- [TASK GOAL]:
The required output is the lines below from the line containing "config.server.port = port;" to the line containing "Using in-memory store", inclusive, retyped exactly. No other lines belong in it.

- [RECORDS SUPPLIED]:
--- START ---
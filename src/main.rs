//! Slope Sentry - Landslide Early-Warning Service
//!
//! Receives rain, soil-moisture and tilt readings from a field sensor node,
//! scores each one against the recent history and fixed safety limits,
//! persists the result and raises a Telegram alert on High risk.
//!
//! Usage:
//!   cargo run --release                          # Serve on the configured port
//!   cargo run --release -- --endpoint 9000       # Override the port
//!   cargo run --release -- --config site.toml    # Use another configuration file
//!   cargo run --release -- --memory              # Keep results in memory (no database)
//!
//! Environment:
//!   DATABASE_URL       - PostgreSQL connection string (unless --memory)
//!   TELEGRAM_BOT_TOKEN - Bot token for High-risk alerts (optional)
//!   TELEGRAM_CHAT_ID   - Chat receiving the alerts (optional)
//!   RUST_LOG           - Log filter (default: slope_sentry=info)

use slope_sentry::alert::{self, AlertDispatcher};
use slope_sentry::config::{self, ServiceConfig};
use slope_sentry::db::PgStore;
use slope_sentry::endpoint;
use slope_sentry::logging;
use slope_sentry::monitor::Monitor;
use slope_sentry::store::{MemoryStore, ResultStore};
use std::env;
use std::path::PathBuf;

fn usage(program: &str) -> ! {
    eprintln!("Usage: {} [--config PATH] [--endpoint PORT] [--memory]", program);
    std::process::exit(1);
}

fn main() {
    dotenv::dotenv().ok();
    logging::init(logging::DEFAULT_DIRECTIVE);

    println!("⛰️  Slope Sentry - Landslide Early Warning");
    println!("==========================================\n");

    // Parse command-line arguments
    let args: Vec<String> = env::args().collect();
    let mut config_path = PathBuf::from(config::DEFAULT_CONFIG_PATH);
    let mut port_override: Option<u16> = None;
    let mut in_memory = false;

    let mut i = 1;
    while i < args.len() {
        match args[i].as_str() {
            "--config" => match args.get(i + 1) {
                Some(path) => {
                    config_path = PathBuf::from(path);
                    i += 2;
                }
                None => {
                    eprintln!("Error: --config requires a file path");
                    usage(&args[0]);
                }
            },
            "--endpoint" => match args.get(i + 1).and_then(|p| p.parse().ok()) {
                Some(port) => {
                    port_override = Some(port);
                    i += 2;
                }
                None => {
                    eprintln!("Error: --endpoint requires a port number");
                    usage(&args[0]);
                }
            },
            "--memory" => {
                in_memory = true;
                i += 1;
            }
            other => {
                eprintln!("Unknown argument: {}", other);
                usage(&args[0]);
            }
        }
    }

    println!("📋 Loading configuration from {}...", config_path.display());
    let mut config = config::load_config(&config_path).unwrap_or_else(|e| {
        eprintln!("\n❌ {}\n", e);
        std::process::exit(1);
    });
    if let Some(port) = port_override {
        config.server.port = port;
    }
    println!(
        "✓ Window {} readings, warm-up {} readings\n",
        config.scoring.window_size, config.scoring.min_history
    );

    if in_memory {
        println!("💾 Using in-memory store (results are lost on exit)\n");
        serve(MemoryStore::new(), &config);
    } else {
        println!("📊 Connecting to database...");
        let store = PgStore::connect().unwrap_or_else(|e| {
            eprintln!("\n❌ Database initialization failed: {}\n", e);
            std::process::exit(1);
        });
        println!("✓ Database ready\n");
        serve(store, &config);
    }
}

fn serve<S: ResultStore>(store: S, config: &ServiceConfig) {
    let sink = alert::sink_from_env(&config.alert);
    let dispatcher = AlertDispatcher::new(sink, config.alert.workers);
    println!("🔔 Alert sink: {}\n", dispatcher.sink_name());

    let mut monitor = Monitor::new(store, config).with_dispatcher(dispatcher);

    println!("🌐 Starting HTTP endpoint on port {}...", config.server.port);
    if let Err(e) = endpoint::start_endpoint_server(config.server.port, &mut monitor, config.server.history_limit) {
        eprintln!("\n❌ {}\n", e);
        std::process::exit(1);
    }
}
--- END ---
- [OUTPUT FOR THIS EXERCISE]:
        config.server.port = port;
    }
    println!(
        "✓ Window {} readings, warm-up {} readings\n",
        config.scoring.window_size, config.scoring.min_history
    );

    if in_memory {
        println!("💾 Using in-memory store (results are lost on exit)\n");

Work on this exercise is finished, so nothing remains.